» PROBLEM DETAILS
Copy out each line below exactly as it appears.

[Stored data entries]
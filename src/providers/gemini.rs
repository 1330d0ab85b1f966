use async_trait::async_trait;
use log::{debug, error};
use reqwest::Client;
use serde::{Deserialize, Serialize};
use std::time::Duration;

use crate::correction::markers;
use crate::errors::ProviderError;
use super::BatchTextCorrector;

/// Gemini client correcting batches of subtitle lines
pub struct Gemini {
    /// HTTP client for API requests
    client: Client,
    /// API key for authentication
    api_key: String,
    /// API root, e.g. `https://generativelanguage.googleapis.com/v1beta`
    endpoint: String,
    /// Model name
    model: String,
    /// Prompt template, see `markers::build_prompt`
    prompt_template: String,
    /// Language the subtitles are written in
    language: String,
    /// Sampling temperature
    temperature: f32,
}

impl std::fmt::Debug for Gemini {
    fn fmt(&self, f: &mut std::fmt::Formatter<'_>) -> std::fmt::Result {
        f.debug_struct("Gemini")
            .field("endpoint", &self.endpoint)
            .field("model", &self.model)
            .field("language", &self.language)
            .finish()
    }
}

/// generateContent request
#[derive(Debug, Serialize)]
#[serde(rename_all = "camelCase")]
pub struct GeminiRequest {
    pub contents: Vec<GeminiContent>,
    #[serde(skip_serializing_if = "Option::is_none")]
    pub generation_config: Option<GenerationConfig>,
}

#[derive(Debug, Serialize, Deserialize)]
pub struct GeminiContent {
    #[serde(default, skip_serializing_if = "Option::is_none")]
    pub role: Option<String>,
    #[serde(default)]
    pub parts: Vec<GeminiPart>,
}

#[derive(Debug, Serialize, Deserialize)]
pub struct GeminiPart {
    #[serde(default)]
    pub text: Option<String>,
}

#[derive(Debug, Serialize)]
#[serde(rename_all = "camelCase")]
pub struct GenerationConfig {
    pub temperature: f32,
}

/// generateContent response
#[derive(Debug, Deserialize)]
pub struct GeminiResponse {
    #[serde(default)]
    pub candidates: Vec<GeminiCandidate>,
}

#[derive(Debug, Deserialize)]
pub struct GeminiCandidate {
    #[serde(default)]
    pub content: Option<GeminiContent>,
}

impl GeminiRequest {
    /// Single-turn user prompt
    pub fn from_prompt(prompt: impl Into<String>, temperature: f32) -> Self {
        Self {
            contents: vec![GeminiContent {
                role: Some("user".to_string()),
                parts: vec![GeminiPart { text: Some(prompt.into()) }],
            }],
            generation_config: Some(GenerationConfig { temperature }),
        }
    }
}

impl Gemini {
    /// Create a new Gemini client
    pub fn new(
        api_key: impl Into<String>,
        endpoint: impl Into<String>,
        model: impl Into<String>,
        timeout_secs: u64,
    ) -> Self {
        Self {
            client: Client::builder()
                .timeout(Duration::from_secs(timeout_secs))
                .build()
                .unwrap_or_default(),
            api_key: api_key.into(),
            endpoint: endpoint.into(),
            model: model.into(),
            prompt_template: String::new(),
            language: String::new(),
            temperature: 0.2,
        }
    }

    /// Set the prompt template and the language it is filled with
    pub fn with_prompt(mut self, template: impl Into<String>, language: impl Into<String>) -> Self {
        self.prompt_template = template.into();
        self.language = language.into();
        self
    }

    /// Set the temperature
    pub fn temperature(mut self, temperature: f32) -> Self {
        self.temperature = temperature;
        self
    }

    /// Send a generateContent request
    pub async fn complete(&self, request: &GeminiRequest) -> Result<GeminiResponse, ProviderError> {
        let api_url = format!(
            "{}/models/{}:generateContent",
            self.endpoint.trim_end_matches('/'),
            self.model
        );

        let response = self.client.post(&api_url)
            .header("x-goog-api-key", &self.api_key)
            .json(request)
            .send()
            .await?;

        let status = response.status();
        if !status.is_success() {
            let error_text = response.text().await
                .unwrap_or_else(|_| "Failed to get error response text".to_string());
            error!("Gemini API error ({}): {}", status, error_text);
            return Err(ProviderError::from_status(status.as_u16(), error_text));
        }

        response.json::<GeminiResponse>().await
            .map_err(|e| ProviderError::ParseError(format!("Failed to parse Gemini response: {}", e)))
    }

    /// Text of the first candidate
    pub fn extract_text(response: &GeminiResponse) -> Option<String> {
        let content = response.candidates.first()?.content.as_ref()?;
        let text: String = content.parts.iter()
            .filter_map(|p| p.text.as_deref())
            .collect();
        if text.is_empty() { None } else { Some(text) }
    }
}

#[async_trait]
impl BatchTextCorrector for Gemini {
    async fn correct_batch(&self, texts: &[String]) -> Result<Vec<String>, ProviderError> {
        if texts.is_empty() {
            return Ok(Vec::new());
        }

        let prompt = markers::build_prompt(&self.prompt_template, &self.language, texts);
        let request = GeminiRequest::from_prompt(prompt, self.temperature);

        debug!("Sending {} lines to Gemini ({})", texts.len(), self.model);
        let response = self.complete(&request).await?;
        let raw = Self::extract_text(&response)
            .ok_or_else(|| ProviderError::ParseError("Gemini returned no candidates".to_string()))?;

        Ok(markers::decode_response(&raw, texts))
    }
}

» ANSWER SPACE
filename src/providers/gemini.rs
repository 1330d0ab85b1f966
use async_trait::async_trait;
use log::{debug, error};
use reqwest::Client;
use serde::{Deserialize, Serialize};
use std::time::Duration;

use crate::correction::markers;
use crate::errors::ProviderError;
use super::BatchTextCorrector;

/// Gemini client correcting batches of subtitle lines
pub struct Gemini {
    /// HTTP client for API requests
    client: Client,
    /// API key for authentication
    api_key: String,
    /// API root, e.g. `https://generativelanguage.googleapis.com/v1beta`
    endpoint: String,
    /// Model name
    model: String,
    /// Prompt template, see `markers::build_prompt`
    prompt_template: String,
    /// Language the subtitles are written in
    language: String,
    /// Sampling temperature
    temperature: f32,
}

impl std::fmt::Debug for Gemini {
    fn fmt(&self, f: &mut std::fmt::Formatter<'_>) -> std::fmt::Result {
        f.debug_struct("Gemini")
            .field("endpoint", &self.endpoint)
            .field("model", &self.model)
            .field("language", &self.language)
            .finish()
    }
}

/// generateContent request
#[derive(Debug, Serialize)]
#[serde(rename_all = "camelCase")]
pub struct GeminiRequest {
    pub contents: Vec<GeminiContent>,
    #[serde(skip_serializing_if = "Option::is_none")]
    pub generation_config: Option<GenerationConfig>,
}

#[derive(Debug, Serialize, Deserialize)]
pub struct GeminiContent {
    #[serde(default, skip_serializing_if = "Option::is_none")]
    pub role: Option<String>,
    #[serde(default)]
    pub parts: Vec<GeminiPart>,
}

#[derive(Debug, Serialize, Deserialize)]
pub struct GeminiPart {
    #[serde(default)]
    pub text: Option<String>,
}

#[derive(Debug, Serialize)]
#[serde(rename_all = "camelCase")]
pub struct GenerationConfig {
    pub temperature: f32,
}

/// generateContent response
#[derive(Debug, Deserialize)]
pub struct GeminiResponse {
    #[serde(default)]
    pub candidates: Vec<GeminiCandidate>,
}

#[derive(Debug, Deserialize)]
pub struct GeminiCandidate {
    #[serde(default)]
    pub content: Option<GeminiContent>,
}

impl GeminiRequest {
    /// Single-turn user prompt
    pub fn from_prompt(prompt: impl Into<String>, temperature: f32) -> Self {
        Self {
            contents: vec![GeminiContent {
                role: Some("user".to_string()),
                parts: vec![GeminiPart { text: Some(prompt.into()) }],
            }],
            generation_config: Some(GenerationConfig { temperature }),
        }
    }
}

impl Gemini {
    /// Create a new Gemini client
    pub fn new(
        api_key: impl Into<String>,
        endpoint: impl Into<String>,
        model: impl Into<String>,
        timeout_secs: u64,
    ) -> Self {
        Self {
            client: Client::builder()
                .timeout(Duration::from_secs(timeout_secs))
                .build()
                .unwrap_or_default(),
            api_key: api_key.into(),
            endpoint: endpoint.into(),
            model: model.into(),
            prompt_template: String::new(),
            language: String::new(),
            temperature: 0.2,
        }
    }

    /// Set the prompt template and the language it is filled with
    pub fn with_prompt(mut self, template: impl Into<String>, language: impl Into<String>) -> Self {
        self.prompt_template = template.into();
        self.language = language.into();
        self
    }

    /// Set the temperature
    pub fn temperature(mut self, temperature: f32) -> Self {
        self.temperature = temperature;
        self
    }

    /// Send a generateContent request
    pub async fn complete(&self, request: &GeminiRequest) -> Result<GeminiResponse, ProviderError> {
        let api_url = format!(
            "{}/models/{}:generateContent",
            self.endpoint.trim_end_matches('/'),
            self.model
        );

        let response = self.client.post(&api_url)
            .header("x-goog-api-key", &self.api_key)
            .json(request)
            .send()
            .await?;

        let status = response.status();
        if !status.is_success() {
            let error_text = response.text().await
                .unwrap_or_else(|_| "Failed to get error response text".to_string());
            error!("Gemini API error ({}): {}", status, error_text);
            return Err(ProviderError::from_status(status.as_u16(), error_text));
        }

        response.json::<GeminiResponse>().await
            .map_err(|e| ProviderError::ParseError(format!("Failed to parse Gemini response: {}", e)))
    }

    /// Text of the first candidate
    pub fn extract_text(response: &GeminiResponse) -> Option<String> {
        let content = response.candidates.first()?.content.as_ref()?;
        let text: String = content.parts.iter()
            .filter_map(|p| p.text.as_deref())
            .collect();
        if text.is_empty() { None } else { Some(text) }
    }
}

#[async_trait]
impl BatchTextCorrector for Gemini {
    async fn correct_batch(&self, texts: &[String]) -> Result<Vec<String>, ProviderError> {
        if texts.is_empty() {
            return Ok(Vec::new());
        }

        let prompt = markers::build_prompt(&self.prompt_template, &self.language, texts);
        let request = GeminiRequest::from_prompt(prompt, self.temperature);

        debug!("Sending {} lines to Gemini ({})", texts.len(), self.model);
        let response = self.complete(&request).await?;
        let raw = Self::extract_text(&response)
            .ok_or_else(|| ProviderError::ParseError("Gemini returned no candidates".to_string()))?;

        Ok(markers::decode_response(&raw, texts))
    }
}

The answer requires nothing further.